(DATA FOR THIS TASK Opens)

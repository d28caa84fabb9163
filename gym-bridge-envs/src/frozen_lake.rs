//! Frozen lake.
use crate::{grid_world::inc, DiscreteEnv};
use anyhow::{anyhow, Result};
use gym_bridge_core::{Transition, TransitionTable};

/// The standard 4x4 map: `S` start, `F` frozen, `H` hole, `G` goal.
pub const MAP_4X4: [&str; 4] = ["SFFF", "FHFH", "FFFH", "HFFG"];

/// `FrozenLake-v1` on the given map.
///
/// Reaching `G` gives a reward of `1`; holes and the goal end the episode.
/// On a slippery lake the agent moves in the intended direction or in one of
/// the two perpendicular ones, each with probability `1/3`. Actions are
/// `0: left, 1: down, 2: right, 3: up`. Episodes are truncated after 100 steps.
pub fn frozen_lake(map: &[&str], is_slippery: bool, seed: u64) -> Result<DiscreteEnv> {
    let desc: Vec<Vec<u8>> = map.iter().map(|row| row.as_bytes().to_vec()).collect();
    let nrow = desc.len();
    let ncol = desc.first().map(|row| row.len()).unwrap_or(0);
    if nrow == 0 || ncol == 0 || desc.iter().any(|row| row.len() != ncol) {
        return Err(anyhow!("Frozen lake map must be a non-empty rectangle"));
    }
    let n_states = nrow * ncol;
    let letter = |s: usize| desc[s / ncol][s % ncol];

    let mut table = TransitionTable::new(n_states, 4);
    for s in 0..n_states {
        for a in 0..4 {
            if matches!(letter(s), b'G' | b'H') {
                table.push(s, a, Transition::new(1.0, s, 0.0, true));
                continue;
            }
            let moves = if is_slippery {
                vec![(a + 3) % 4, a, (a + 1) % 4]
            } else {
                vec![a]
            };
            let p = 1.0 / moves.len() as f64;
            for b in moves {
                let (row, col) = inc(s / ncol, s % ncol, b, nrow, ncol);
                let next = row * ncol + col;
                let reward = if letter(next) == b'G' { 1.0 } else { 0.0 };
                let done = matches!(letter(next), b'G' | b'H');
                table.push(s, a, Transition::new(p, next, reward, done));
            }
        }
    }

    let n_start = (0..n_states).filter(|s| letter(*s) == b'S').count();
    if n_start == 0 {
        return Err(anyhow!("Frozen lake map has no start cell"));
    }
    let isd = (0..n_states)
        .map(|s| if letter(s) == b'S' { 1.0 / n_start as f64 } else { 0.0 })
        .collect();

    Ok(DiscreteEnv::new(table, isd, seed)?
        .max_steps(Some(100))
        .desc(map.iter().map(|row| row.to_string()).collect()))
}

#[cfg(test)]
mod test {
    use super::*;
    use gym_bridge_core::{Act, Env, Space};

    #[test]
    fn test_spaces() -> Result<()> {
        let env = frozen_lake(&MAP_4X4, true, 0)?;
        assert_eq!(env.action_space(), &Space::Discrete { n: 4 });
        assert_eq!(env.observation_space(), &Space::Discrete { n: 16 });
        Ok(())
    }

    #[test]
    fn test_slippery_table() -> Result<()> {
        let env = frozen_lake(&MAP_4X4, true, 0)?;
        let table = env.transitions().unwrap();

        // Moving down from the start: slips left (stays), goes down, or slips right.
        let outcomes = table.get(0, 1).unwrap();
        assert_eq!(outcomes.len(), 3);
        let next: Vec<usize> = outcomes.iter().map(|t| t.next_state).collect();
        assert_eq!(next, vec![0, 4, 1]);
        assert!(outcomes.iter().all(|t| (t.probability - 1.0 / 3.0).abs() < 1e-12));

        // Right from state 14 may reach the goal.
        let outcomes = table.get(14, 2).unwrap();
        assert!(outcomes.iter().any(|t| t.next_state == 15 && t.reward == 1.0 && t.done));

        // Holes are absorbing.
        assert_eq!(table.get(5, 0).unwrap(), &[Transition::new(1.0, 5, 0.0, true)]);
        Ok(())
    }

    #[test]
    fn test_deterministic_lake() -> Result<()> {
        let mut env = frozen_lake(&MAP_4X4, false, 0)?;
        env.reset()?;
        for a in [2, 2, 1, 1, 1] {
            assert!(!env.step(&Act::Discrete(a))?.is_done());
        }
        let step = env.step(&Act::Discrete(2))?;
        assert_eq!(step.reward, 1.0);
        assert!(step.is_terminated);
        Ok(())
    }

    #[test]
    fn test_bad_map() {
        assert!(frozen_lake(&["SF", "F"], true, 0).is_err());
        assert!(frozen_lake(&["FF", "FG"], true, 0).is_err());
    }
}
//! Action and observation space descriptors.
use crate::{Act, EnvError};

/// Capability tag of a space.
///
/// Batches of actions are handled differently depending on this tag: discrete
/// actions are scalar indices, continuous actions are arrays.
#[derive(Debug, Clone, Copy, PartialEq, Eq)]
pub enum SpaceKind {
    /// A finite set of integer indices.
    Discrete,

    /// A box in `R^n`.
    Continuous,
}

/// Describes the set of valid actions or observations of an environment.
#[derive(Debug, Clone, PartialEq)]
pub enum Space {
    /// The integers `0..n`.
    Discrete {
        /// Number of elements.
        n: usize,
    },

    /// A box with element-wise bounds. `low` and `high` are flattened in
    /// row-major order and have `shape.iter().product()` elements.
    Box {
        /// Lower bounds.
        low: Vec<f32>,
        /// Upper bounds.
        high: Vec<f32>,
        /// Shape of a single element.
        shape: Vec<usize>,
    },
}

impl Space {
    /// Box with the same bounds on every element.
    pub fn uniform_box(shape: &[usize], low: f32, high: f32) -> Self {
        let len = shape.iter().product();
        Space::Box {
            low: vec![low; len],
            high: vec![high; len],
            shape: shape.to_vec(),
        }
    }

    /// Capability tag of the space.
    pub fn kind(&self) -> SpaceKind {
        match self {
            Space::Discrete { .. } => SpaceKind::Discrete,
            Space::Box { .. } => SpaceKind::Continuous,
        }
    }

    /// Name of the space type reported to clients.
    pub fn type_name(&self) -> &'static str {
        match self {
            Space::Discrete { .. } => "Discrete",
            Space::Box { .. } => "Box",
        }
    }

    /// Native shape of a single element. Discrete elements are scalars.
    pub fn shape(&self) -> Vec<usize> {
        match self {
            Space::Discrete { .. } => vec![],
            Space::Box { shape, .. } => shape.clone(),
        }
    }

    /// Number of elements for discrete spaces, number of scalar components for boxes.
    pub fn size(&self) -> usize {
        match self {
            Space::Discrete { n } => *n,
            Space::Box { shape, .. } => shape.iter().product(),
        }
    }

    /// Checks that `act` belongs to this space.
    ///
    /// Continuous actions are only checked for their shape; out-of-bounds values
    /// are left to the environment, which clips them.
    pub fn check(&self, act: &Act) -> Result<(), EnvError> {
        match (self, act) {
            (Space::Discrete { n }, Act::Discrete(a)) => {
                if *a < 0 || *a as usize >= *n {
                    return Err(EnvError::InvalidAction {
                        act: format!("{:?}", act),
                        reason: format!("out of range 0..{}", n),
                    });
                }
                Ok(())
            }
            (Space::Box { shape, .. }, Act::Continuous(a)) => {
                if a.shape() != shape.as_slice() {
                    return Err(EnvError::InvalidAction {
                        act: format!("{:?}", act),
                        reason: format!("shape {:?} differs from {:?}", a.shape(), shape),
                    });
                }
                Ok(())
            }
            _ => Err(EnvError::InvalidAction {
                act: format!("{:?}", act),
                reason: format!("not a member of a {} space", self.type_name()),
            }),
        }
    }
}

#[cfg(test)]
mod test {
    use super::*;
    use ndarray::{ArrayD, IxDyn};

    #[test]
    fn test_discrete_descriptor() {
        let space = Space::Discrete { n: 4 };
        assert_eq!(space.kind(), SpaceKind::Discrete);
        assert_eq!(space.type_name(), "Discrete");
        assert!(space.shape().is_empty());
        assert_eq!(space.size(), 4);
    }

    #[test]
    fn test_box_descriptor() {
        let space = Space::uniform_box(&[2, 3], -1.0, 1.0);
        assert_eq!(space.kind(), SpaceKind::Continuous);
        assert_eq!(space.type_name(), "Box");
        assert_eq!(space.shape(), vec![2, 3]);
        assert_eq!(space.size(), 6);
    }

    #[test]
    fn test_check() {
        let space = Space::Discrete { n: 2 };
        assert!(space.check(&Act::Discrete(1)).is_ok());
        assert!(space.check(&Act::Discrete(2)).is_err());
        assert!(space.check(&Act::Discrete(-1)).is_err());

        let space = Space::uniform_box(&[1], -2.0, 2.0);
        let a = ArrayD::<f32>::zeros(IxDyn(&[1]));
        assert!(space.check(&Act::Continuous(a)).is_ok());
        let a = ArrayD::<f32>::zeros(IxDyn(&[2]));
        assert!(space.check(&Act::Continuous(a)).is_err());
        assert!(space.check(&Act::Discrete(0)).is_err());
    }
}
#![warn(missing_docs)]
//! Environment contract shared by the gym-bridge crates.
//!
//! An environment is anything implementing [`Env`]: a discrete-time system with
//! [`Env::reset`] and [`Env::step`] primitives and [`Space`] descriptors for its
//! actions and observations. Tabular environments may additionally expose a
//! [`TransitionTable`], the exhaustive `(state, action) -> outcomes` mapping.
//!
//! [`VecEnv`] runs `count` instances of the same environment in lockstep and
//! batches their observations, rewards and done flags along a leading axis.
//! Environments are constructed by name through an [`EnvRegistry`].
pub mod error;
mod env;
mod space;
mod transition;
mod vec_env;
pub use env::{Act, Env, EnvBuilder, EnvRegistry, Step};
pub use error::EnvError;
pub use space::{Space, SpaceKind};
pub use transition::{Transition, TransitionTable};
pub use vec_env::{RewardNormalizer, VecAct, VecEnv, VecInfo, VecStep};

(DATA FOR THIS TASK Closes)

**WORK TASK**
Among the entries, how many lines include the word "same"? Give only the number.

**YOUR RESPONSE**
2